• **INSTRUCTIONS TO FOLLOW**: Please copy each line in the records below that contains the string "found".

• **SUPPLIED RECORDS**:
* * *

use std::collections::HashMap;
use std::path::Path;
use std::sync::Mutex;
use std::time::{SystemTime, UNIX_EPOCH};

use borsh::{to_vec, BorshDeserialize, BorshSerialize};
use lode_consensus::{
    check_hive_proof, check_proof_of_work, tip_is_better, work_from_bits, BlockReader, Coin,
    HeaderInfo, HeaderSource, UtxoView,
};
use lode_core::{
    block_header_hash, block_merkle_root, pow_hash, txid, Block, ConsensusParams, Hash32,
    OutPoint, Script, MAX_BLOCK_SIGOPS_COST, MAX_BLOCK_WEIGHT,
};
use lode_miner::{ChainView, TipInfo};
use num_bigint::BigUint;
use sled::transaction::{TransactionResult, Transactional};
use sled::Error as SledError;
use tracing::{debug, info, warn};

// Consensus-critical validation is delegated to lode-consensus; this module
// only handles storage, tip selection, and UTXO bookkeeping.

const TREE_BLOCKS: &str = "blocks";
const TREE_INDEX: &str = "index";
const TREE_META: &str = "meta";
const TREE_UTXOS: &str = "utxos";
const KEY_BEST: &[u8] = b"best";

#[derive(Clone, BorshSerialize, BorshDeserialize)]
pub struct IndexRecord {
    pub height: u64,
    pub bits: u32,
    pub time: u64,
    pub nonce: u32,
    pub prev: Hash32,
    pub cumulative_work: Vec<u8>, // BigUint BE bytes
}

#[derive(Clone, BorshSerialize, BorshDeserialize)]
pub struct UtxoRecord {
    pub value: u64,
    pub script_pubkey: Vec<u8>,
    pub height: u64,
}

pub struct ChainDb {
    db: sled::Db,
    blocks: sled::Tree,
    index: sled::Tree,
    meta: sled::Tree,
    utxos: sled::Tree,
}

impl ChainDb {
    pub fn open(path: &Path) -> Result<Self, String> {
        let db = sled::open(path).map_err(|e| e.to_string())?;
        let blocks = db.open_tree(TREE_BLOCKS).map_err(|e| e.to_string())?;
        let index = db.open_tree(TREE_INDEX).map_err(|e| e.to_string())?;
        let meta = db.open_tree(TREE_META).map_err(|e| e.to_string())?;
        let utxos = db.open_tree(TREE_UTXOS).map_err(|e| e.to_string())?;
        Ok(Self {
            db,
            blocks,
            index,
            meta,
            utxos,
        })
    }

    pub fn flush(&self) -> Result<(), String> {
        self.db.flush().map_err(|e| e.to_string())?;
        Ok(())
    }

    pub fn get_block(&self, hash: &Hash32) -> Result<Option<Block>, String> {
        if let Some(bytes) = self.blocks.get(hash.as_bytes()).map_err(|e| e.to_string())? {
            let blk = Block::try_from_slice(&bytes).map_err(|e| e.to_string())?;
            Ok(Some(blk))
        } else {
            Ok(None)
        }
    }

    pub fn get_utxo(&self, op: &OutPoint) -> Result<Option<UtxoRecord>, String> {
        let key = outpoint_key(op);
        if let Some(bytes) = self.utxos.get(key).map_err(|e| e.to_string())? {
            let rec = UtxoRecord::try_from_slice(&bytes).map_err(|e| e.to_string())?;
            Ok(Some(rec))
        } else {
            Ok(None)
        }
    }

    pub fn put_utxo(&self, op: &OutPoint, rec: &UtxoRecord) -> Result<(), String> {
        let bytes = to_vec(rec).map_err(|e| e.to_string())?;
        self.utxos
            .insert(outpoint_key(op), bytes)
            .map_err(|e| e.to_string())?;
        Ok(())
    }

    pub fn del_utxo(&self, op: &OutPoint) -> Result<(), String> {
        self.utxos
            .remove(outpoint_key(op))
            .map_err(|e| e.to_string())?;
        Ok(())
    }

    pub fn all_utxos(&self) -> Result<Vec<(OutPoint, UtxoRecord)>, String> {
        let mut out = Vec::new();
        for item in self.utxos.iter() {
            let (k, v) = item.map_err(|e| e.to_string())?;
            if k.len() != 36 {
                continue;
            }
            let mut txid = [0u8; 32];
            txid.copy_from_slice(&k[0..32]);
            let mut vout_bytes = [0u8; 4];
            vout_bytes.copy_from_slice(&k[32..36]);
            let op = OutPoint {
                txid: Hash32(txid),
                vout: u32::from_le_bytes(vout_bytes),
            };
            let rec = UtxoRecord::try_from_slice(&v).map_err(|e| e.to_string())?;
            out.push((op, rec));
        }
        Ok(out)
    }

    pub fn upsert_block(
        &self,
        hash: Hash32,
        block: &Block,
        index: &IndexRecord,
        best: Option<Hash32>,
    ) -> Result<(), String> {
        let blk_bytes = to_vec(block).map_err(|e| e.to_string())?;
        let idx_bytes = to_vec(index).map_err(|e| e.to_string())?;
        let best_bytes = best.map(|h| h.as_bytes().to_vec());

        let res: TransactionResult<(), SledError> =
            (&self.blocks, &self.index, &self.meta).transaction(|(blocks, index, meta)| {
                blocks.insert(hash.as_bytes(), blk_bytes.clone())?;
                index.insert(hash.as_bytes(), idx_bytes.clone())?;
                if let Some(b) = &best_bytes {
                    meta.insert(KEY_BEST, b.clone())?;
                }
                Ok(())
            });

        res.map_err(|e| e.to_string())
    }

    pub fn all_indices(&self) -> Result<Vec<(Hash32, IndexRecord)>, String> {
        let mut out = Vec::new();
        for item in self.index.iter() {
            let (k, v) = item.map_err(|e| e.to_string())?;
            let rec = IndexRecord::try_from_slice(&v).map_err(|e| e.to_string())?;
            let mut hash = [0u8; 32];
            hash.copy_from_slice(&k);
            out.push((Hash32(hash), rec));
        }
        Ok(out)
    }
}

#[derive(Clone)]
pub struct ChainEntry {
    pub info: HeaderInfo,
    pub cumulative_work: BigUint,
}

struct StoreState {
    db: ChainDb,
    entries: HashMap<Hash32, ChainEntry>,
    best: Hash32,
}

/// Sled-backed chain store with hive-aware validation on insert.
///
/// Reorganizations are out of scope: only blocks extending the best tip
/// update the UTXO table; heavier forks are stored but rejected as tips.
pub struct ChainStore {
    params: ConsensusParams,
    state: Mutex<StoreState>,
}

impl ChainStore {
    pub fn load_or_init(
        path: &Path,
        genesis: Block,
        params: ConsensusParams,
    ) -> Result<Self, String> {
        let db = ChainDb::open(path)?;
        let genesis_hash = block_hash(&genesis);

        if db.all_indices()?.is_empty() {
            let work = work_from_bits(genesis.header.bits).map_err(|e| e.to_string())?;
            let idx = IndexRecord {
                height: 0,
                bits: genesis.header.bits,
                time: genesis.header.time,
                nonce: genesis.header.nonce,
                prev: genesis.header.prev,
                cumulative_work: work.to_bytes_be(),
            };
            db.upsert_block(genesis_hash, &genesis, &idx, Some(genesis_hash))?;
            apply_block_utxos(&db, &genesis, 0)?;
        }

        let mut entries = HashMap::new();
        let mut best: Option<(Hash32, BigUint)> = None;
        for (hash, rec) in db.all_indices()? {
            let cum = BigUint::from_bytes_be(&rec.cumulative_work);
            if let Some((best_h, best_cum)) = best.as_ref() {
                if tip_is_better(&cum, &hash, best_cum, best_h) {
                    best = Some((hash, cum.clone()));
                }
            } else {
                best = Some((hash, cum.clone()));
            }
            entries.insert(
                hash,
                ChainEntry {
                    info: HeaderInfo {
                        hash,
                        prev: rec.prev,
                        height: rec.height,
                        time: rec.time,
                        bits: rec.bits,
                        nonce: rec.nonce,
                    },
                    cumulative_work: cum,
                },
            );
        }

        let best = best.ok_or_else(|| "no tip found after load".to_string())?.0;
        info!(tip = %best, blocks = entries.len(), "chain store loaded");

        Ok(Self {
            params,
            state: Mutex::new(StoreState { db, entries, best }),
        })
    }

    pub fn best_height(&self) -> u64 {
        self.tip().height
    }

    pub fn utxos(&self) -> Vec<(OutPoint, UtxoRecord)> {
        let state = match self.state.lock() {
            Ok(s) => s,
            Err(_) => return Vec::new(),
        };
        state.db.all_utxos().unwrap_or_default()
    }

    /// Validate and connect a block.
    ///
    /// Hive blocks validate their proof, PoW blocks their digest; both paths
    /// refuse unknown parents and over-long hive runs.
    pub fn insert_block(&self, block: Block) -> Result<(), String> {
        block.validate_sanity().map_err(|e| e.to_string())?;
        let hash = block_hash(&block);

        let prev = self
            .header(&block.header.prev)
            .ok_or_else(|| "previous block not found".to_string())?;
        let height = prev.height + 1;

        if block.header.merkle_root != block_merkle_root(&block).map_err(|e| e.to_string())? {
            return Err("merkle root mismatch".into());
        }

        // Validators walk the chain through &self; the state lock is only
        // taken once validation settles.
        if block.header.is_hive_mined(&self.params) {
            check_hive_proof(&block, self, self, self, &self.params).map_err(|e| e.to_string())?;
        } else if block.header.is_pop_mined(&self.params) {
            return Err("pop blocks are not produced here".into());
        } else {
            let digest = pow_hash(&block.header).map_err(|e| e.to_string())?;
            check_proof_of_work(&digest, block.header.bits, &self.params)
                .map_err(|e| e.to_string())?;
        }

        let work = work_from_bits(block.header.bits).map_err(|e| e.to_string())?;

        let mut state = self.state.lock().map_err(|_| "lock poisoned".to_string())?;
        let prev_entry = state
            .entries
            .get(&block.header.prev)
            .ok_or_else(|| "previous block not found".to_string())?;
        let cumulative_work = &prev_entry.cumulative_work + work;

        let extends_best = block.header.prev == state.best;
        let best_work = &state.entries[&state.best].cumulative_work;
        if !extends_best && tip_is_better(&cumulative_work, &hash, best_work, &state.best) {
            return Err("reorganization required but not supported".into());
        }

        let idx = IndexRecord {
            height,
            bits: block.header.bits,
            time: block.header.time,
            nonce: block.header.nonce,
            prev: block.header.prev,
            cumulative_work: cumulative_work.to_bytes_be(),
        };
        state
            .db
            .upsert_block(hash, &block, &idx, extends_best.then_some(hash))?;
        if extends_best {
            apply_block_utxos(&state.db, &block, height)?;
            state.db.flush()?;
            state.best = hash;
            debug!(height, hash = %hash, "tip advanced");
        } else {
            warn!(height, hash = %hash, "stored side-chain block");
        }
        state.entries.insert(
            hash,
            ChainEntry {
                info: HeaderInfo {
                    hash,
                    prev: block.header.prev,
                    height,
                    time: block.header.time,
                    bits: block.header.bits,
                    nonce: block.header.nonce,
                },
                cumulative_work,
            },
        );
        Ok(())
    }
}

impl HeaderSource for ChainStore {
    fn header(&self, hash: &Hash32) -> Option<HeaderInfo> {
        let state = self.state.lock().ok()?;
        state.entries.get(hash).map(|e| e.info)
    }
}

impl UtxoView for ChainStore {
    fn coin(&self, out: &OutPoint) -> Option<Coin> {
        let state = self.state.lock().ok()?;
        state.db.get_utxo(out).ok().flatten().map(|rec| Coin {
            value: lode_core::Amount::from_atoms(rec.value),
            script_pubkey: Script::from_bytes(rec.script_pubkey),
            height: rec.height,
        })
    }
}

impl BlockReader for ChainStore {
    fn block(&self, hash: &Hash32) -> Option<Block> {
        let state = self.state.lock().ok()?;
        state.db.get_block(hash).ok().flatten()
    }
}

impl ChainView for ChainStore {
    fn tip(&self) -> TipInfo {
        let state = match self.state.lock() {
            Ok(s) => s,
            Err(_) => {
                return TipInfo {
                    hash: Hash32::zero(),
                    height: 0,
                    time: 0,
                }
            }
        };
        let info = state.entries[&state.best].info;
        TipInfo {
            hash: info.hash,
            height: info.height,
            time: info.time,
        }
    }

    fn median_time_past(&self, hash: &Hash32) -> Option<u64> {
        let mut times = Vec::new();
        let mut cursor = *hash;
        for _ in 0..11 {
            let h = self.header(&cursor)?;
            times.push(h.time);
            if h.height == 0 {
                break;
            }
            cursor = h.prev;
        }
        times.reverse();
        lode_consensus::median_time_past(&times)
    }

    fn adjusted_time(&self) -> u64 {
        SystemTime::now()
            .duration_since(UNIX_EPOCH)
            .map(|d| d.as_secs())
            .unwrap_or(0)
    }

    fn test_block_validity(&self, block: &Block) -> Result<(), String> {
        block.validate_sanity().map_err(|e| e.to_string())?;
        if block.weight() > MAX_BLOCK_WEIGHT {
            return Err("block weight over ceiling".into());
        }
        let sigops: u64 = block
            .txs
            .iter()
            .flat_map(|tx| tx.outputs.iter().map(|o| o.script_pubkey.sigop_count()))
            .sum();
        if sigops * lode_core::WITNESS_SCALE_FACTOR > MAX_BLOCK_SIGOPS_COST {
            return Err("block sigops over ceiling".into());
        }
        if self.header(&block.header.prev).is_none() {
            return Err("previous block not found".into());
        }
        Ok(())
    }

    fn submit_block(&self, block: Block) -> Result<(), String> {
        self.insert_block(block)
    }
}

fn apply_block_utxos(db: &ChainDb, block: &Block, height: u64) -> Result<(), String> {
    for tx in &block.txs {
        let id = txid(tx).map_err(|e| e.to_string())?;
        if !tx.is_coinbase() {
            for input in &tx.inputs {
                db.del_utxo(&input.prevout)?;
            }
        }
        for (vout, out) in tx.outputs.iter().enumerate() {
            db.put_utxo(
                &OutPoint {
                    txid: id,
                    vout: vout as u32,
                },
                &UtxoRecord {
                    value: out.value.atoms(),
                    script_pubkey: out.script_pubkey.as_bytes().to_vec(),
                    height,
                },
            )?;
        }
    }
    Ok(())
}

fn block_hash(block: &Block) -> Hash32 {
    block_header_hash(&block.header).unwrap_or(Hash32::zero())
}

fn outpoint_key(op: &OutPoint) -> Vec<u8> {
    let mut key = Vec::with_capacity(36);
    key.extend_from_slice(op.txid.as_bytes());
    key.extend_from_slice(&op.vout.to_le_bytes());
    key
}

* * *

• **EXERCISE RESPONSE**:
        let best = best.ok_or_else(|| "no tip found after load".to_string())?.0;
            .ok_or_else(|| "previous block not found".to_string())?;
            .ok_or_else(|| "previous block not found".to_string())?;
            return Err("previous block not found".into());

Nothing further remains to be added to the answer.